Managing short-term finances like monthly budgeting and paying bills has also become more of a struggle, just as households are beginning to feel the squeeze from rising prices.

Debt worries: Over half of Britons are often feeling stressed about their financial situation

Overall, however, two years after the emergence of Covid, the financial health of Britons has improved slightly, as the uncertainty created by the pandemic has made more people plan for the unexpected and save for a rainy day where possible.  

This is the picture painted by new research by Schroders Personal Wealth in collaboration with behavioural economists from Lloyds Banking Group.

Its latest financial health index – which takes into account day-to-day finances, borrowing as well as pension planning – shows a score of 53 out of 100, up slightly from 52 in 2020. 

This is despite the country being gripped by a pandemic and several nationwide lockdowns for the past two years. 

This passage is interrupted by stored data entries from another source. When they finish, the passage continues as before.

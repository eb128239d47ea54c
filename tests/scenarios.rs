mod common;

use std::sync::Arc;

use common::{uri, CenterDetector, ColorEmbedder, Library, GREEN, ORANGE, RED};
use facefold::db::{faces, people, photos, suggestions, Database, Face, SuggestionStatus};
use facefold::faces::similarity::similarity_score;
use facefold::faces::{run_clustering_pass, ClusteringSettings, ExtractionOutcome, ExtractionSettings, FaceExtractor};
use facefold::lifecycle;
use facefold::pipeline::{Orchestrator, PipelineContext};
use facefold::scanner::resolver::{self, Resolution};
use facefold::scanner::{FsMediaSource, MediaSource};
use facefold::tasks::WorkTarget;
use facefold::Error;

fn settings(library: &Library) -> ClusteringSettings {
    ClusteringSettings::from(&library.config.faces)
}

fn faces_of(db: &Database, path: &std::path::Path) -> Vec<Face> {
    let photo = db
        .read(|c| photos::find_by_external_id(c, &uri(path)))
        .unwrap()
        .expect("photo stored");
    db.read(|c| faces::for_photo(c, photo.id)).unwrap()
}

#[test]
fn test_lookalike_faces_end_up_with_one_person() {
    let library = Library::new();
    let first = library.write_photo("a.png", RED);
    library.sync();

    let report = run_clustering_pass(&library.db, &settings(&library)).unwrap();
    assert_eq!(report.suggestions_created, 0);

    let second = library.write_photo("b.png", ORANGE);
    library.sync();

    let report = run_clustering_pass(&library.db, &settings(&library)).unwrap();
    assert_eq!(report.suggestions_created, 1);

    let pending = lifecycle::list_suggestions(&library.db, Some(SuggestionStatus::Pending)).unwrap();
    assert_eq!(pending.len(), 1);
    let second_face = &faces_of(&library.db, &second)[0];
    assert_eq!(pending[0].face_id, second_face.id);
    assert_eq!(pending[0].suggested_person_id, None);
    assert!(pending[0].similarity_score >= library.config.faces.similarity_threshold);

    let acceptance = lifecycle::accept(&library.db, pending[0].id, None).unwrap();
    assert!(acceptance.person_created);
    assert_eq!(acceptance.suggestion.status, SuggestionStatus::Accepted);
    let person = acceptance.person_id;

    // The older face now matches the accepted person
    run_clustering_pass(&library.db, &settings(&library)).unwrap();
    let first_face = &faces_of(&library.db, &first)[0];
    let follow_up = library
        .db
        .read(|c| suggestions::pending_for_face(c, first_face.id))
        .unwrap()
        .expect("suggestion for the older face");
    assert_eq!(follow_up.suggested_person_id, Some(person));

    let acceptance = lifecycle::accept(&library.db, follow_up.id, None).unwrap();
    assert!(!acceptance.person_created);

    let linked: Vec<String> = lifecycle::photos_for_person(&library.db, person)
        .unwrap()
        .into_iter()
        .map(|p| p.uri)
        .collect();
    assert_eq!(linked.len(), 2);
    assert!(linked.contains(&uri(&first)));
    assert!(linked.contains(&uri(&second)));
    assert_eq!(lifecycle::list_people(&library.db).unwrap().len(), 1);
}

#[test]
fn test_moved_file_keeps_its_identity() {
    let library = Library::new();
    let original = library.write_photo("a.png", RED);
    library.sync();
    let stored = library
        .db
        .read(|c| photos::find_by_external_id(c, &uri(&original)))
        .unwrap()
        .unwrap();
    let face_id = faces_of(&library.db, &original)[0].id;

    std::fs::create_dir_all(library.path("moved")).unwrap();
    let moved = library.path("moved/a.png");
    std::fs::rename(&original, &moved).unwrap();

    let item = library
        .source
        .list_all()
        .unwrap()
        .items
        .into_iter()
        .find(|item| item.external_id == uri(&moved))
        .unwrap();
    let hash = library.source.content_hash(&item).unwrap();
    let candidate = item.with_hash(hash);
    assert_eq!(
        library.db.read(|c| resolver::resolve(c, &candidate)).unwrap(),
        Resolution::Matched(stored.id)
    );

    let report = library.sync();
    assert_eq!(report.new, 0);
    assert_eq!(report.relocated, 1);
    assert_eq!(report.pruned, 0);
    assert!(report.needs_extraction.is_empty());

    assert_eq!(library.db.read(photos::count).unwrap(), 1);
    let relocated = library.db.read(|c| photos::get(c, stored.id)).unwrap().unwrap();
    assert_eq!(relocated.external_id, uri(&moved));
    assert_eq!(faces_of(&library.db, &moved)[0].id, face_id);
}

#[test]
fn test_unmounted_library_keeps_photos_and_people() {
    let library = Library::new();
    let photo = library.write_photo("a.png", RED);
    library.sync();
    let stored = library
        .db
        .read(|c| photos::find_by_external_id(c, &uri(&photo)))
        .unwrap()
        .unwrap();
    let person = library
        .db
        .write(|tx| {
            let person = people::create(tx, "Ada", chrono::Utc::now())?;
            people::link_photo(tx, person, stored.id, chrono::Utc::now())?;
            Ok(person)
        })
        .unwrap();

    let parked = library.dir.path().join("parked");
    std::fs::rename(library.root(), &parked).unwrap();
    let report = library.sync();
    assert_eq!(report.pruned, 0);
    assert_eq!(report.unavailable, 1);
    assert_eq!(library.db.read(photos::count).unwrap(), 1);
    assert_eq!(lifecycle::photos_for_person(&library.db, person).unwrap().len(), 1);

    std::fs::rename(&parked, library.root()).unwrap();
    let report = library.sync();
    assert_eq!(report.unchanged, 1);
    assert_eq!(report.unavailable, 0);
}

#[test]
fn test_changed_content_supersedes_faces_and_suggestions() {
    let library = Library::new();
    library.write_photo("a.png", RED);
    let changing = library.write_photo("b.png", ORANGE);
    library.sync();
    run_clustering_pass(&library.db, &settings(&library)).unwrap();

    let stale_face = faces_of(&library.db, &changing)[0].id;
    let stale = library
        .db
        .read(|c| suggestions::pending_for_face(c, stale_face))
        .unwrap()
        .unwrap();

    library.write_photo("b.png", GREEN);
    let report = library.scan();
    assert_eq!(report.updated, 1);
    assert_eq!(report.needs_extraction.len(), 1);

    // Stale faces and their suggestions are gone, not dangling
    assert!(library.db.read(|c| faces::get(c, stale_face)).unwrap().is_none());
    assert!(library.db.read(|c| suggestions::get(c, stale.id)).unwrap().is_none());
    let photo_id = report.needs_extraction[0];
    let photo = library.db.read(|c| photos::get(c, photo_id)).unwrap().unwrap();
    assert!(photo.processed_at.is_none());

    let outcome = library.extractor.process_photo(&library.db, &library.source, photo_id).unwrap();
    let ExtractionOutcome::Extracted { face_ids } = outcome else {
        panic!("expected fresh extraction, got {:?}", outcome);
    };
    assert_eq!(face_ids.len(), 1);
    assert_ne!(face_ids[0], stale_face);

    // The new content no longer resembles the other photo
    let report = run_clustering_pass(&library.db, &settings(&library)).unwrap();
    assert_eq!(report.suggestions_created, 0);
    assert_eq!(library.db.read(|c| suggestions::count(c, None)).unwrap(), 0);
}

#[test]
fn test_repeated_sync_and_clustering_change_nothing() {
    let library = Library::new();
    library.write_photo("a.png", RED);
    library.write_photo("b.png", ORANGE);
    library.write_photo("c.png", GREEN);
    library.sync();
    run_clustering_pass(&library.db, &settings(&library)).unwrap();

    let faces_before = library.db.read(faces::count).unwrap();
    let suggestions_before = library.db.read(|c| suggestions::count(c, None)).unwrap();

    let report = library.sync();
    assert_eq!(report.new, 0);
    assert_eq!(report.unchanged, 3);
    assert!(report.needs_extraction.is_empty());

    for photo_id in library.db.read(|c| photos::external_ids(c, None)).unwrap().into_iter().map(|(id, _)| id) {
        let outcome = library.extractor.process_photo(&library.db, &library.source, photo_id).unwrap();
        assert_eq!(outcome, ExtractionOutcome::AlreadyProcessed);
    }
    let report = run_clustering_pass(&library.db, &settings(&library)).unwrap();
    assert_eq!(report.suggestions_created, 0);

    assert_eq!(library.db.read(faces::count).unwrap(), faces_before);
    assert_eq!(library.db.read(|c| suggestions::count(c, None)).unwrap(), suggestions_before);
}

#[test]
fn test_stored_embeddings_are_unit_length_and_self_similar() {
    let library = Library::new();
    library.write_photo("a.png", ORANGE);
    library.write_photo("b.png", GREEN);
    library.sync();

    let embeddings = library.db.read(faces::all_embeddings).unwrap();
    assert_eq!(embeddings.len(), 2);
    for stored in embeddings {
        assert_eq!(stored.embedding.len(), 2);
        let norm: f32 = stored.embedding.iter().map(|x| x * x).sum::<f32>().sqrt();
        assert!((norm - 1.0).abs() < 1e-5, "norm was {}", norm);
        assert!((similarity_score(&stored.embedding, &stored.embedding) - 1.0).abs() < 1e-5);
    }
}

#[test]
fn test_suggestion_state_machine() {
    let library = Library::new();
    library.write_photo("a.png", RED);
    library.write_photo("b.png", ORANGE);
    library.write_photo("c.png", ORANGE);
    library.sync();

    let face_ids: Vec<i64> = library
        .db
        .read(|c| faces::unassigned_unsuggested(c))
        .unwrap()
        .into_iter()
        .map(|f| f.id)
        .collect();
    let accepted = lifecycle::create_suggestion(&library.db, face_ids[0], None, 0.9).unwrap();
    let rejected = lifecycle::create_suggestion(&library.db, face_ids[1], None, 0.8).unwrap();

    lifecycle::accept(&library.db, accepted.id, Some("Ada")).unwrap();
    assert!(matches!(
        lifecycle::accept(&library.db, accepted.id, None),
        Err(Error::AlreadyProcessed(_))
    ));
    assert!(matches!(
        lifecycle::reject(&library.db, accepted.id),
        Err(Error::AlreadyProcessed(_))
    ));

    let resolved = lifecycle::reject(&library.db, rejected.id).unwrap();
    assert_eq!(resolved.status, SuggestionStatus::Rejected);
    assert!(resolved.resolved_at.is_some());
    assert!(matches!(
        lifecycle::accept(&library.db, rejected.id, None),
        Err(Error::AlreadyProcessed(_))
    ));

    assert!(matches!(
        lifecycle::accept(&library.db, 9999, None),
        Err(Error::NotFound { .. })
    ));
    assert!(matches!(
        lifecycle::create_suggestion(&library.db, face_ids[2], None, 1.5),
        Err(Error::InvalidScore(_))
    ));

    let people = lifecycle::list_people(&library.db).unwrap();
    assert_eq!(people.len(), 1);
    assert_eq!(people[0].name, "Ada");
}

#[tokio::test(flavor = "multi_thread", worker_threads = 2)]
async fn test_pipeline_runs_from_disk_to_suggestion() {
    let library = Library::new();
    library.write_photo("a.png", RED);
    library.write_photo("b.png", ORANGE);
    library.write_photo("c.png", GREEN);

    let db = Arc::new(Database::open_in_memory().unwrap());
    db.initialize().unwrap();
    let extractor = FaceExtractor::new(
        Arc::new(CenterDetector),
        Arc::new(ColorEmbedder),
        ExtractionSettings::from(&library.config.faces),
    );
    let ctx = PipelineContext::new(
        Arc::clone(&db),
        Arc::new(FsMediaSource::new(&library.config.library)),
        Arc::new(extractor),
        &library.config,
    );
    let orchestrator = Orchestrator::start(ctx, &library.config.pipeline);

    orchestrator.enqueue(WorkTarget::GlobalSync);
    orchestrator.wait_idle().await;
    orchestrator.shutdown().await;

    assert_eq!(db.read(photos::count).unwrap(), 3);
    assert_eq!(db.read(faces::count).unwrap(), 3);
    assert!(db.read(photos::unprocessed_ids).unwrap().is_empty());

    let pending = lifecycle::list_suggestions(&db, Some(SuggestionStatus::Pending)).unwrap();
    assert_eq!(pending.len(), 1);
    assert_eq!(pending[0].suggested_person_id, None);
}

But looking at sub-categories of financial health, there has been a significant drop when it comes to keeping on top of debts, and a small decline in the management of day-to-day running of household finances. 

On the other hand, while remaining low, the score for planning against unexpected shocks has improved significantly over the past two years, with a slight improvement in terms of planning for the future.  

More than a third of people have said that pandemic resulted in improved finances, Schroder’s separate survey of 2,000 UK adults has showed. 

Gender gap: Women continue to have disproportionately less than men in savings

Gender gap: Women continue to have disproportionately less than men in savings 

Additionally, nearly one in four people have said they’re now more likely to create a financial plan, while 15 per cent are more focused on improving their financial security. 

Many people’s finances have been resilient during the past couple of years, with three quarters saying they haven’t needed to adjust to support themselves or their family members throughout the pandemic.   

But while savings have risen across the board since 2020, women continue to have disproportionately less than men – or around £12,200 in cash savings on average compared to around £17,600.

Despite there being a slight increase in the overall financial health score, over half, or 52 per cent, of UK adults have admitted to feeling regularly or occasionally stressed or overwhelmed due to their financial situation. 

This compares to 48 per cent in 2020 when Schroder’s first issued the report. 

The past two years have presented some serious financial challenges for many people, especially younger Britons.

Some 15 per cent needed to draw money from savings, rising to 21 per cent for 18-34-year-olds, 15 per cent for 34-54 and just 10 per cent for over 55s.

Leigh Dunkley at Schroders Personal Wealth said: ‘Our Money and Mind report reveals that this year’s financial health score has increased slightly compared to our previous results when the Covid-19 pandemic was somewhat in its infancy.’

But added: ‘There is huge acknowledgement that the human suffering and loss of life experienced as a result of Covid-19 may have an impact on society far greater and far longer than we can fully appreciate at the moment. 

‘We also recognise that at the time of publishing this report the UK is experiencing 30-year high inflation rates, a rise in living costs and interest rates that are slowly increasing, the consequence of which is still to be felt on a national scale.’